The word line drive circuit in FIG. 1 operates as follows in write operations. An operation performed when the local word line WL2 is selected will be described below. When the write operations are performed, the even-numbered global decoder 100 drives the even-numbered global word line EGWLi at 0 V. Consequently, the PMOS transistors P10 to P16 turn on and the NMOS transistors N10 to N16 turn off. On the other hand, the odd-numbered global decoder 120 drives the odd-numbered global word line OGWLi at 10 V. Consequently, the PMOS transistors P10 to P16 turn off and the NMOS transistors N10 to N16 turn on. The row partial decoder 160 sets the word line selection signal PWL2 at 10 V and sets the remaining word line selection signals PWL0, PWL1, and PWL3 to PWL7 at ground potential. The block decoder 180 generates a 0 V potential.
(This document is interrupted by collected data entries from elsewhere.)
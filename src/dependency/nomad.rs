use std::fmt;

use async_trait::async_trait;

use super::{fingerprint_of, DepKind, Dependency, Fetched};
use crate::clients::{ClientSet, NomadServiceEntry, QueryOptions};
use crate::errors::FetchError;
use crate::template::Value;

fn entry_value(e: &NomadServiceEntry) -> Value {
    let mut tags = e.tags.clone();
    tags.sort();
    Value::map_from(vec![
        ("ID", Value::from(e.id.as_str())),
        ("Name", Value::from(e.name.as_str())),
        ("Node", Value::from(e.node.as_str())),
        ("Address", Value::from(e.address.as_str())),
        ("Port", Value::Int(i64::from(e.port))),
        (
            "Tags",
            Value::List(tags.into_iter().map(Value::from).collect()),
        ),
    ])
}

/// All Nomad service registrations: name -> sorted tag list.
#[derive(Debug)]
pub struct NomadServices {
    fingerprint: String,
}

impl NomadServices {
    pub fn new() -> Self {
        Self {
            fingerprint: "nomad.services".to_string(),
        }
    }
}

impl Default for NomadServices {
    fn default() -> Self {
        Self::new()
    }
}

#[async_trait]
impl Dependency for NomadServices {
    fn fingerprint(&self) -> &str {
        &self.fingerprint
    }

    fn kind(&self) -> DepKind {
        DepKind::Nomad
    }

    async fn fetch(&self, clients: &ClientSet, opts: &QueryOptions) -> Result<Fetched, FetchError> {
        let nomad = clients.nomad()?;
        let (services, meta) = nomad.services(opts).await?;
        let map = services
            .into_iter()
            .map(|(name, mut tags)| {
                tags.sort();
                (name, Value::List(tags.into_iter().map(Value::from).collect()))
            })
            .collect();
        Ok((Value::Map(map), meta))
    }
}

impl fmt::Display for NomadServices {
    fn fmt(&self, f: &mut fmt::Formatter<'_>) -> fmt::Result {
        write!(f, "{}", self.fingerprint)
    }
}

/// Instances of one Nomad service.
#[derive(Debug)]
pub struct NomadService {
    name: String,
    fingerprint: String,
}

impl NomadService {
    pub fn new(name: &str) -> Self {
        Self {
            name: name.to_string(),
            fingerprint: fingerprint_of("nomad.service", name, None),
        }
    }
}

#[async_trait]
impl Dependency for NomadService {
    fn fingerprint(&self) -> &str {
        &self.fingerprint
    }

    fn kind(&self) -> DepKind {
        DepKind::Nomad
    }

    async fn fetch(&self, clients: &ClientSet, opts: &QueryOptions) -> Result<Fetched, FetchError> {
        let nomad = clients.nomad()?;
        let (entries, meta) = nomad.service(&self.name, opts).await?;
        Ok((Value::List(entries.iter().map(entry_value).collect()), meta))
    }
}

impl fmt::Display for NomadService {
    fn fmt(&self, f: &mut fmt::Formatter<'_>) -> fmt::Result {
        write!(f, "{}", self.fingerprint)
    }
}

/// Items of one Nomad variable. Null when the path does not exist.
#[derive(Debug)]
pub struct NomadVar {
    path: String,
    fingerprint: String,
}

impl NomadVar {
    pub fn new(path: &str) -> Self {
        Self {
            path: path.to_string(),
            fingerprint: fingerprint_of("nomad.var.get", path, None),
        }
    }
}

#[async_trait]
impl Dependency for NomadVar {
    fn fingerprint(&self) -> &str {
        &self.fingerprint
    }

    fn kind(&self) -> DepKind {
        DepKind::Nomad
    }

    async fn fetch(&self, clients: &ClientSet, opts: &QueryOptions) -> Result<Fetched, FetchError> {
        let nomad = clients.nomad()?;
        let (items, meta) = nomad.var_get(&self.path, opts).await?;
        let value = match items {
            Some(map) => Value::Map(
                map.into_iter()
                    .map(|(k, v)| (k, Value::String(v)))
                    .collect(),
            ),
            None => Value::Null,
        };
        Ok((value, meta))
    }
}

impl fmt::Display for NomadVar {
    fn fmt(&self, f: &mut fmt::Formatter<'_>) -> fmt::Result {
        write!(f, "{}", self.fingerprint)
    }
}

/// Variable paths under a prefix.
#[derive(Debug)]
pub struct NomadVarList {
    prefix: String,
    fingerprint: String,
}

impl NomadVarList {
    pub fn new(prefix: &str) -> Self {
        Self {
            prefix: prefix.to_string(),
            fingerprint: fingerprint_of("nomad.var.list", prefix, None),
        }
    }
}

#[async_trait]
impl Dependency for NomadVarList {
    fn fingerprint(&self) -> &str {
        &self.fingerprint
    }

    fn kind(&self) -> DepKind {
        DepKind::Nomad
    }

    async fn fetch(&self, clients: &ClientSet, opts: &QueryOptions) -> Result<Fetched, FetchError> {
        let nomad = clients.nomad()?;
        let (mut paths, meta) = nomad.var_list(&self.prefix, opts).await?;
        paths.sort();
        Ok((
            Value::List(paths.into_iter().map(Value::from).collect()),
            meta,
        ))
    }
}

impl fmt::Display for NomadVarList {
    fn fmt(&self, f: &mut fmt::Formatter<'_>) -> fmt::Result {
        write!(f, "{}", self.fingerprint)
    }
}
impl Runner {
    pub async fn new(
        config: TemplarConfig,
        clients: ClientSet,
        options: RunnerOptions,
    ) -> Result<Self> {
        let mut entries = Vec::with_capacity(config.templates.len());
        for template_config in &config.templates {
            template_config
                .validate()
                .map_err(Error::Fatal)?;
            if template_config.destination.is_none() && !options.dry {
                return Err(Error::Fatal(format!(
                    "template {:?} has no destination and dry mode is off",
                    template_config.source
                )));
            }
            let template = Template::new(template_config)?;
            let wait = template_config.wait.or(config.wait);
            entries.push(TemplateEntry {
                template,
                config: template_config.clone(),
                quiescence: wait.map(Quiescence::new),
                last_output: None,
                rendered: false,
                missing: true,
            });
        }

        let view_config = ViewConfig {
            once: options.once,
            wait_time: DEFAULT_WAIT_TIME,
            max_stale: config.max_stale_duration(),
            retry: config.consul.retry,
            rate_limit: config.consul.rate_limit,
            ttl_zero_cap: DEFAULT_VAULT_TTL_ZERO_CAP,
            ttl_zero_attempts: None,
        };
        let (watcher, channels) = Watcher::new(clients.clone(), view_config);

        let token_fatal_rx = if clients.vault().is_ok() {
            Some(watch_vault_token(&watcher, &config.vault).await?)
        } else {
            None
        };

        Ok(Self {
            config,
            entries,
            brain: Brain::new(),
            watcher,
            channels,
            token_fatal_rx,
            commands: CommandSet::new(),
            once: options.once,
            dry: options.dry,
        })
    }

    /// Runs until shutdown, fatal error, or once-mode convergence.
    pub async fn start(&mut self) -> Result<()> {
        self.write_pid()?;
        let result = self.run_loop().await;
        self.watcher.stop();
        self.remove_pid();
        result
    }

    async fn run_loop(&mut self) -> Result<()> {
        let (reload_tx, mut reload_rx) = mpsc::unbounded_channel();
        let (shutdown_tx, mut shutdown_rx) = mpsc::unbounded_channel();
        spawn_signal_listener(self.config.reload_signal.as_deref(), reload_tx);
        spawn_shutdown_listener(self.config.kill_signal.as_deref(), shutdown_tx);

        info!("(runner) starting with {} template(s)", self.entries.len());
        self.run_iteration().await?;

        loop {
            if self.once && self.converged() {
                info!("(runner) once mode complete");
                self.drain_commands().await;
                return Ok(());
            }

            let deadline = self.next_deadline();
            let event = tokio::select! {
                update = self.channels.data_rx.recv() => match update {
                    Some(update) => Event::Data(update),
                    None => Event::Closed,
                },
                err = self.channels.err_rx.recv() => match err {
                    Some(err) => Event::ViewFailed(err),
                    None => Event::Closed,
                },
                fatal = recv_token_fatal(&mut self.token_fatal_rx) => Event::TokenFatal(fatal),
                _ = sleep_until(deadline.unwrap_or_else(far_future)), if deadline.is_some() => {
                    Event::QuiescenceDue
                }
                _ = reload_rx.recv() => Event::Reload,
                _ = shutdown_rx.recv() => Event::Shutdown,
            };

            eprintln!("EVT {:?} now={:?}", std::mem::discriminant(&event), Instant::now());
            match event {
                Event::Data(update) => {
                    self.receive(update);
                    // Drain whatever else is already queued so one
                    // iteration sees a consistent batch.
                    while let Ok(update) = self.channels.data_rx.try_recv() {
                        self.receive(update);
                    }
                }
                Event::ViewFailed(err) => {
                    if is_token_fatal(&err) {
                        error!("(runner) vault token lifecycle failed: {}", err.error);
                        return Err(Error::Fatal(format!(
                            "vault token lifecycle failed: {}",
                            err.error
                        )));
                    }
                    if self.once {
                        return Err(Error::Fetch(err.error));
                    }
                    warn!("(runner) {} failed: {}", err.dep, err.error);
                }
                Event::TokenFatal(fatal) => return Err(fatal),
                Event::QuiescenceDue => {}
                Event::Reload => self.reload(),
                Event::Shutdown => {
                    info!("(runner) shutdown signal received");
                    return Ok(());
                }
                Event::Closed => return Ok(()),
            }

            self.run_iteration().await?;
        }
    }

    /// Stores an update unless its view has since been pruned; a value
    /// for a dependency no templates use anymore is stale by definition.
    fn receive(&mut self, update: crate::watch::ViewUpdate) {
        if !self.watcher.watching(update.dep.fingerprint()) {
            return;
        }
        self.brain.remember(&update.dep, update.value);
    }

    /// One pass over every template: execute, register discoveries,
    /// render what is due, dispatch commands, garbage-collect views.
    async fn run_iteration(&mut self) -> Result<()> {
        let now = Instant::now();
        let mut used_union: HashSet<String> = HashSet::new();
        let mut any_changed = false;
        // Template configs sharing a source execute once per iteration.
        let mut executed: HashMap<String, crate::template::ExecuteResult> = HashMap::new();
        // Commands fire after the pass, each distinct command line once,
        // in first-trigger order.
        let mut pending_commands: Vec<ExecConfig> = Vec::new();
        let mut seen_commands: HashSet<String> = HashSet::new();

        for entry in &mut self.entries {
            let result = match executed.get(entry.template.id()) {
                Some(result) => result.clone(),
                None => match entry.template.execute(&self.brain, &BTreeMap::new()) {
                    Ok(result) => {
                        executed.insert(entry.template.id().to_string(), result.clone());
                        result
                    }
                    Err(e) => {
                        error!(
                            "(runner) template {} execution failed: {}",
                            entry.template.id(),
                            e
                        );
                        continue;
                    }
                },
            };
            used_union.extend(result.used.keys().cloned());
            entry.missing = !result.missing.is_empty();

            if entry.missing {
                for dep in result.missing.into_values() {
                    self.watcher.add(dep);
                }
                continue;
            }

            let changed = entry.last_output.as_deref() != Some(result.output.as_str());
            entry.last_output = Some(result.output.clone());
            let due = match &mut entry.quiescence {
                None => true,
                Some(q) => {
                    if changed {
                        q.tick(now);
                    }
                    q.pending() && q.due(now)
                }
            };
            if !due {
                continue;
            }

            let Some(dest) = &entry.config.destination else {
                // Dry mode without a destination streams to stdout.
                let mut stdout = std::io::stdout();
                let _ = writeln!(stdout, "> (inline template {})", entry.template.id());
                let _ = stdout.write_all(result.output.as_bytes());
                entry.rendered = true;
                if let Some(q) = &mut entry.quiescence {
                    q.reset();
                }
                continue;
            };

            let render = renderer::render(&RenderInput {
                contents: &result.output,
                dest,
                perms: entry.config.perms.as_deref(),
                backup: entry.config.backup,
                dry: self.dry,
            });
            match render {
                Err(e) => {
                    // Retried next iteration; the quiescence timer stays
                    // armed so the render is re-attempted.
                    error!("(runner) {}", e);
                }
                Ok(outcome) => {
                    entry.rendered = true;
                    if let Some(q) = &mut entry.quiescence {
                        q.reset();
                    }
                    if outcome.did_render {
                        any_changed = true;
                        if let Some(exec) = entry.config.effective_exec() {
                            if let Some(command) = exec.command.as_deref() {
                                if seen_commands.insert(command.to_string()) {
                                    pending_commands.push(exec);
                                }
                            }
                        }
                    }
                }
            }
        }

        self.watcher.prune(&used_union);

        for exec in &pending_commands {
            self.commands.trigger(exec);
        }
        if any_changed && self.entries.iter().all(|e| e.rendered) {
            if let Some(exec) = &self.config.exec {
                let duplicate = exec
                    .command
                    .as_deref()
                    .is_some_and(|c| seen_commands.contains(c));
                if !duplicate {
                    self.commands.trigger(exec);
                }
            }
        }
        Ok(())
    }

    fn converged(&self) -> bool {
        !self.entries.is_empty() && self.entries.iter().all(|e| e.rendered && !e.missing)
    }

    fn next_deadline(&self) -> Option<Instant> {
        self.entries
            .iter()
            .filter_map(|e| e.quiescence.as_ref().and_then(Quiescence::next_deadline))
            .min()
    }

    /// Re-parses template sources in place. A template that fails to
    /// parse keeps its previous body.
    fn reload(&mut self) {
        info!("(runner) reload signal received, re-reading templates");
        for entry in &mut self.entries {
            match Template::new(&entry.config) {
                Ok(template) => {
                    entry.template = template;
                    entry.last_output = None;
                    entry.rendered = false;
                }
                Err(e) => {
                    error!(
                        "(runner) reload of template {:?} failed, keeping previous: {}",
                        entry.config.source, e
                    );
                }
            }
        }
    }

    /// Once mode waits for in-flight commands before exiting.
    async fn drain_commands(&self) {
        while self.commands.busy() {
            tokio::time::sleep(std::time::Duration::from_millis(50)).await;
        }
    }

    fn write_pid(&self) -> Result<()> {
        if let Some(path) = &self.config.pid_file {
            std::fs::write(path, std::process::id().to_string())
                .map_err(|e| Error::Fatal(format!("failed to write pid file {:?}: {}", path, e)))?;
            info!("(runner) wrote pid file {:?}", path);
        }
        Ok(())
    }

    fn remove_pid(&self) {
        if let Some(path) = &self.config.pid_file {
            let _ = std::fs::remove_file(path);
        }
    }
}
//! Long-polling views and their supervisor.
//!
//! A View is the polling task and state for one dependency; the Watcher
//! owns the set of Views, multiplexing their updates onto one data
//! channel and their unrecoverable errors onto one error channel.

mod vault_token;
mod view;
mod watcher;

pub use vault_token::*;
pub use view::{ViewConfig, ViewError, ViewUpdate};
pub use watcher::*;

#[cfg(test)]
mod watcher_test;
Consequently, the local word line WL2 is electrically connected to the word line selection signal PWL2 with a potential of 10 V via the PMOS transistor P12, and is driven at 10 V.
In read operations, the word line drive circuit in FIG. 1 operates in the same manner as in write operations except that a voltage of 5 V is used instead of 10 V.
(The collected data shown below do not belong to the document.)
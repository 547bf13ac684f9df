use std::collections::BTreeMap;

use async_trait::async_trait;

use super::{QueryMeta, QueryOptions};
use crate::errors::FetchError;

/// One key/value pair returned by a recursive read.
#[derive(Clone, Debug, PartialEq)]
pub struct KvPair {
    /// Full path of the key.
    pub path: String,
    pub value: String,
}

/// A catalog service registration.
#[derive(Clone, Debug, PartialEq)]
pub struct CatalogRegistration {
    pub id: String,
    pub node: String,
    pub node_address: String,
    pub service_name: String,
    pub address: String,
    pub port: u16,
    pub tags: Vec<String>,
}

/// Aggregate health of one check.
#[derive(Clone, Copy, Debug, PartialEq, Eq, PartialOrd, Ord)]
pub enum HealthStatus {
    Passing,
    Warning,
    Critical,
    Maintenance,
}

impl HealthStatus {
    pub fn as_str(&self) -> &'static str {
        match self {
            HealthStatus::Passing => "passing",
            HealthStatus::Warning => "warning",
            HealthStatus::Critical => "critical",
            HealthStatus::Maintenance => "maintenance",
        }
    }
}

/// A health-checked service instance.
#[derive(Clone, Debug, PartialEq)]
pub struct HealthEntry {
    pub id: String,
    pub node: String,
    pub node_address: String,
    pub service_name: String,
    pub address: String,
    pub port: u16,
    pub tags: Vec<String>,
    /// Worst status across the instance's checks.
    pub status: HealthStatus,
}

/// A catalog node.
#[derive(Clone, Debug, PartialEq)]
pub struct NodeInfo {
    pub name: String,
    pub address: String,
}

/// A node with its registered services.
#[derive(Clone, Debug, PartialEq)]
pub struct NodeDetail {
    pub node: NodeInfo,
    pub services: Vec<CatalogRegistration>,
}

/// Typed blocking reads against a Consul-style catalog/KV server.
///
/// Implementations MUST honor `QueryOptions::wait_index` /
/// `QueryOptions::wait_time`: a call blocks until the underlying index
/// advances past `wait_index` or the wait time elapses, and the returned
/// `QueryMeta::last_index` is monotonically non-decreasing across calls
/// for the same query.
#[async_trait]
pub trait ConsulBackend: Send + Sync + std::fmt::Debug {
    async fn kv_get(
        &self,
        path: &str,
        opts: &QueryOptions,
    ) -> Result<(Option<String>, QueryMeta), FetchError>;

    /// Lexicographically ordered by path.
    async fn kv_list(
        &self,
        prefix: &str,
        opts: &QueryOptions,
    ) -> Result<(Vec<KvPair>, QueryMeta), FetchError>;

    /// service-name -> sorted tag list.
    async fn catalog_services(
        &self,
        opts: &QueryOptions,
    ) -> Result<(BTreeMap<String, Vec<String>>, QueryMeta), FetchError>;

    async fn catalog_service(
        &self,
        name: &str,
        tag: Option<&str>,
        opts: &QueryOptions,
    ) -> Result<(Vec<CatalogRegistration>, QueryMeta), FetchError>;

    async fn catalog_nodes(
        &self,
        opts: &QueryOptions,
    ) -> Result<(Vec<NodeInfo>, QueryMeta), FetchError>;

    async fn catalog_node(
        &self,
        name: &str,
        opts: &QueryOptions,
    ) -> Result<(Option<NodeDetail>, QueryMeta), FetchError>;

    async fn health_service(
        &self,
        name: &str,
        tag: Option<&str>,
        opts: &QueryOptions,
    ) -> Result<(Vec<HealthEntry>, QueryMeta), FetchError>;
}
A feature of the word line drive circuit in FIG. 1 is that each local word line is driven by only two MOS transistors. This simple configuration is effective in reducing overall size of the word line drive circuit.
[Patent Document 1] Japanese Patent Laid-Open No. 2005-317138
[Patent Document 2] Japanese Patent Laid-Open No. 10-3794
[Patent Document 3] Japanese Patent Laid-Open No. 2001-43693
However, the word line drive circuit in FIG. 1 has a problem in that part of unselected local word lines is brought into a floating state. The local word lines WL1, WL3, WL5, and WL7, which are electrically connected to outputs of the block decoder 180 via the NMOS transistors N18, N20, N22, and N24, respectively, are driven at 0 V to be sure, but the local word lines WL0, WL4, and WL6 are brought into a floating state. Gate and source potentials of the PMOS transistors P10, P14, and P16 are all 0 V. Thus, the PMOS transistors P10, P14, and P16 do not turn on. Neither do the NMOS transistors N10, N14, and N16, as described above. Consequently, the local word lines WL0, WL4, and WL6 are cut off from outputs of both row partial decoder 160 and block decoder 180 and brought into a floating state.
In this regard, Japanese Patent Laid-Open No. 2001-43693 states that since the local word lines WL1, WL3, WL5, and WL7, which are electrically connected to outputs of the block decoder 180 via the NMOS transistors N18, N20, N22, and N24, respectively, are driven at 0 V, the local word lines WL0, WL4, and WL6 are electrically shielded, which prevents coupling among word lines.
However, it is not desirable from the viewpoint of stability of operation that local word lines, which are long and thick, enter a floating state. When local word lines enter a floating state, data may be read or written erroneously due to noise. Desirably, unselected local word lines are kept at a fixed potential (typically at ground potential).